Central Florida faces a suicide epidemic using rented firearms

Numerous gun-shops across Central Florida have begun restricting or prohibiting gun rentals in response to a growing number of suicides that occur when customers borrow weapons and use them to take their own lives.

Shoot Straight, the largest independent chain of gun-shops in Florida, has announced that it will be implementing a similar no-rentals policy following a string of suicides in the chain’s eight stores across the state.

Khaled Akkawi, the owner of the Apopka-based chain, says that, while this decision will have a significant economic impact on his business, he has no other choice.

There isn’t an official agency that tracks gun-range suicides but, according to reports from the Orlando Sentinal, there have been 11 in the greater Orlando area since 2009, all of which were committed using rental guns.

Criminal background checks conducted on potential gun renters is prohibited by Florida law. Confidentiality laws also prevent gun-shop owner from having access to a customers’ mental health history.
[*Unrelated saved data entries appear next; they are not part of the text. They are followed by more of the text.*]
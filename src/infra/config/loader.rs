use std::{
    fs,
    path::{Path, PathBuf},
};

use crate::infra::{
    config::{file_config::FileConfig, AppConfig},
    error::AppError,
};

const DEFAULT_CONFIG_PATH: &str = "config.toml";

/// Loads `path` (or `./config.toml`) over the built-in defaults.
/// A missing file is not an error.
pub fn load(path: Option<&Path>) -> Result<AppConfig, AppError> {
    let config_path = path
        .map(Path::to_path_buf)
        .unwrap_or_else(|| PathBuf::from(DEFAULT_CONFIG_PATH));

    let mut config = AppConfig::default();

    if !config_path.exists() {
        return Ok(config);
    }

    let raw = fs::read_to_string(&config_path).map_err(|source| AppError::ConfigRead {
        path: config_path.clone(),
        source,
    })?;

    let file_config: FileConfig = toml::from_str(&raw).map_err(|source| AppError::ConfigParse {
        path: config_path,
        source,
    })?;

    file_config.merge_into(&mut config);
    Ok(config)
}

#[cfg(test)]
mod tests {
    use super::*;

    #[test]
    fn returns_defaults_when_file_is_missing() {
        let config = load(Some(Path::new("./missing-config.toml"))).expect("config must load");

        assert_eq!(config, AppConfig::default());
    }

    #[test]
    fn merges_file_values_over_defaults() {
        let dir = tempfile::tempdir().expect("temp dir");
        let config_path = dir.path().join("config.toml");
        fs::write(
            &config_path,
            r#"[logging]
level = "debug"

[identity]
api_key = "AIza-test"
project_id = "sohbet-dev"
base_url = "http://127.0.0.1:9099/"
"#,
        )
        .expect("must write test config");

        let config = load(Some(&config_path)).expect("config must load");

        assert_eq!(config.logging.level, "debug");
        assert_eq!(config.logging.file_prefix, "sohbet.log");
        assert_eq!(config.identity.api_key, "AIza-test");
        assert_eq!(config.identity.project_id, "sohbet-dev");
        assert_eq!(config.identity.base_url, "http://127.0.0.1:9099");
        assert_eq!(config.identity.request_timeout_ms, 10_000);
    }

    #[test]
    fn rejects_malformed_file_with_parse_error() {
        let dir = tempfile::tempdir().expect("temp dir");
        let config_path = dir.path().join("config.toml");
        fs::write(&config_path, "[identity]\nrequest_timeout_ms = \"soon\"\n")
            .expect("must write test config");

        let err = load(Some(&config_path)).expect_err("config must fail");

        assert!(matches!(err, AppError::ConfigParse { .. }));
    }
}
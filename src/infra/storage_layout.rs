use std::{env, fs, path::PathBuf};

use crate::infra::error::AppError;

const APP_DIR_NAME: &str = "sohbet";

/// Per-user directories. Only logs are written; profile data stays in memory.
#[derive(Debug, Clone, PartialEq, Eq)]
pub struct StorageLayout {
    pub config_dir: PathBuf,
    pub log_dir: PathBuf,
}

impl StorageLayout {
    pub fn resolve() -> Result<Self, AppError> {
        let config_base = env::var_os("XDG_CONFIG_HOME")
            .map(PathBuf::from)
            .or_else(dirs::config_dir)
            .ok_or_else(|| AppError::StoragePathResolution {
                details: "unable to resolve config base directory (XDG_CONFIG_HOME/HOME)".into(),
            })?;

        let config_dir = config_base.join(APP_DIR_NAME);
        let log_dir = config_dir.join("logs");

        Ok(Self {
            config_dir,
            log_dir,
        })
    }

    pub fn ensure_dirs(&self) -> Result<(), AppError> {
        for dir in [&self.config_dir, &self.log_dir] {
            fs::create_dir_all(dir).map_err(|source| AppError::StorageDirCreate {
                path: dir.clone(),
                source,
            })?;
        }

        Ok(())
    }
}
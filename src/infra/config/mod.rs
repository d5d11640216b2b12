mod app_config;
mod file_config;
mod loader;

pub use app_config::{AppConfig, IdentityConfig, LogConfig};
pub use loader::load;
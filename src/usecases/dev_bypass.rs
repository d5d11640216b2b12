//! Local sign-in shortcut for development builds. Never reaches the provider.

use crate::domain::{session::Session, shell_state::ShellState};

pub const DEV_BYPASS_SESSION_ID: &str = "dev-test-user-123";

const DEV_BYPASS_USED: &str = "DEV_BYPASS_USED";

pub fn apply_dev_bypass(state: &mut ShellState) {
    tracing::warn!(
        code = DEV_BYPASS_USED,
        session_id = DEV_BYPASS_SESSION_ID,
        "development login bypass used"
    );
    state.complete_login(Session::new(DEV_BYPASS_SESSION_ID));
}
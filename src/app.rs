use anyhow::Result;

use crate::{
    cli::{Cli, Command},
    domain, identity, infra, ui,
    usecases::{self, bootstrap},
};

const APP_STARTED: &str = "APP_STARTED";

pub fn run(cli: Cli) -> Result<()> {
    match cli.command_or_default() {
        Command::Run => {
            let context = bootstrap::bootstrap(cli.config.as_deref())?;
            tracing::info!(
                code = APP_STARTED,
                ui = ui::module_name(),
                domain = domain::module_name(),
                identity = identity::module_name(),
                usecases = usecases::module_name(),
                infra = infra::module_name(),
                log_dir = %context.layout.log_dir.display(),
                "module boundaries loaded"
            );

            let mut shell = bootstrap::compose_shell(&context);
            ui::shell::start(
                &context,
                shell.event_source.as_mut(),
                shell.orchestrator.as_mut(),
            )?;
        }
    }

    Ok(())
}
//! Use case for sending a message to the open conversation.
//!
//! Validation happens here; delivery is left to the [`ConversationRepository`].
//! The caller clears the composer afterwards and never appends the text to the
//! displayed conversation.

use thiserror::Error;

use super::conversations::{ConversationError, ConversationRepository, Delivery};

/// Command to send a message to the conversation open in the chat screen.
#[derive(Debug, Clone, PartialEq, Eq)]
pub struct SendMessageCommand {
    pub chat_id: Option<String>,
    pub text: String,
}

/// Domain-level errors for the send message operation.
#[derive(Debug, Clone, PartialEq, Eq, Error)]
pub enum SendMessageError {
    /// No conversation is open.
    #[error("no conversation selected")]
    NoConversationSelected,
    /// Message text is empty after trimming whitespace.
    #[error("message text is empty")]
    EmptyMessage,
    /// Target conversation was not found.
    #[error("conversation not found")]
    ChatNotFound,
    /// Conversation source is temporarily unavailable.
    #[error("conversation source temporarily unavailable")]
    TemporarilyUnavailable,
}

/// Validates the command and hands the trimmed text to the repository.
///
/// # Errors
/// Returns `NoConversationSelected` or `EmptyMessage` without touching the
/// repository; repository failures are mapped to domain errors.
pub fn send_message(
    repository: &dyn ConversationRepository,
    command: SendMessageCommand,
) -> Result<Delivery, SendMessageError> {
    let chat_id = command
        .chat_id
        .ok_or(SendMessageError::NoConversationSelected)?;

    let text = command.text.trim();
    if text.is_empty() {
        return Err(SendMessageError::EmptyMessage);
    }

    repository
        .send_message(&chat_id, text)
        .map_err(map_source_error)
}

fn map_source_error(error: ConversationError) -> SendMessageError {
    match error {
        ConversationError::NotFound(_) => SendMessageError::ChatNotFound,
        ConversationError::Unavailable => SendMessageError::TemporarilyUnavailable,
    }
}

#[cfg(test)]
mod tests {
    use std::cell::RefCell;

    use super::*;
    use crate::{
        domain::{chat::ChatSummary, message::Message},
        usecases::conversations::Viewer,
    };

    struct StubRepository {
        result: Result<Delivery, ConversationError>,
        captured_chat_id: RefCell<Option<String>>,
        captured_text: RefCell<Option<String>>,
    }

    impl StubRepository {
        fn with_result(result: Result<Delivery, ConversationError>) -> Self {
            Self {
                result,
                captured_chat_id: RefCell::new(None),
                captured_text: RefCell::new(None),
            }
        }
    }

    impl ConversationRepository for StubRepository {
        fn list_conversations(&self) -> Result<Vec<ChatSummary>, ConversationError> {
            Ok(Vec::new())
        }

        fn list_messages(
            &self,
            _chat_id: &str,
            _viewer: &Viewer<'_>,
        ) -> Result<Vec<Message>, ConversationError> {
            Ok(Vec::new())
        }

        fn send_message(&self, chat_id: &str, text: &str) -> Result<Delivery, ConversationError> {
            *self.captured_chat_id.borrow_mut() = Some(chat_id.to_owned());
            *self.captured_text.borrow_mut() = Some(text.to_owned());
            self.result.clone()
        }
    }

    fn command(chat_id: Option<&str>, text: &str) -> SendMessageCommand {
        SendMessageCommand {
            chat_id: chat_id.map(ToOwned::to_owned),
            text: text.to_owned(),
        }
    }

    #[test]
    fn rejects_send_without_open_conversation() {
        let repository = StubRepository::with_result(Ok(Delivery::Delivered));

        let result = send_message(&repository, command(None, "hello"));

        assert_eq!(result, Err(SendMessageError::NoConversationSelected));
        assert!(repository.captured_text.borrow().is_none());
    }

    #[test]
    fn rejects_whitespace_only_message() {
        let repository = StubRepository::with_result(Ok(Delivery::Delivered));

        let result = send_message(&repository, command(Some("1"), "   \n\t  "));

        assert_eq!(result, Err(SendMessageError::EmptyMessage));
        assert!(repository.captured_chat_id.borrow().is_none());
    }

    #[test]
    fn trims_text_and_passes_chat_id() {
        let repository = StubRepository::with_result(Ok(Delivery::Discarded));

        let result = send_message(&repository, command(Some("2"), "  merhaba  "));

        assert_eq!(result, Ok(Delivery::Discarded));
        assert_eq!(*repository.captured_chat_id.borrow(), Some("2".to_owned()));
        assert_eq!(*repository.captured_text.borrow(), Some("merhaba".to_owned()));
    }

    #[test]
    fn maps_repository_errors() {
        let missing =
            StubRepository::with_result(Err(ConversationError::NotFound("9".to_owned())));
        let offline = StubRepository::with_result(Err(ConversationError::Unavailable));

        assert_eq!(
            send_message(&missing, command(Some("9"), "hello")),
            Err(SendMessageError::ChatNotFound)
        );
        assert_eq!(
            send_message(&offline, command(Some("1"), "hello")),
            Err(SendMessageError::TemporarilyUnavailable)
        );
    }
}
Gun shop owners are complaining that this prevents them from weeding out felons and potential threats.

Gander Mountain Academy was the first store to ban gun rentals, doing so in part to prevent expensive costs that come with a suicide which include lost business, distress payments for employees and customers, and the charges that come with reopening again.

Many gun-shops rely on rentals as a significant portion of their revenue but more and more are considering the threat of suicide to be too much of a risk to continue allowing rentals.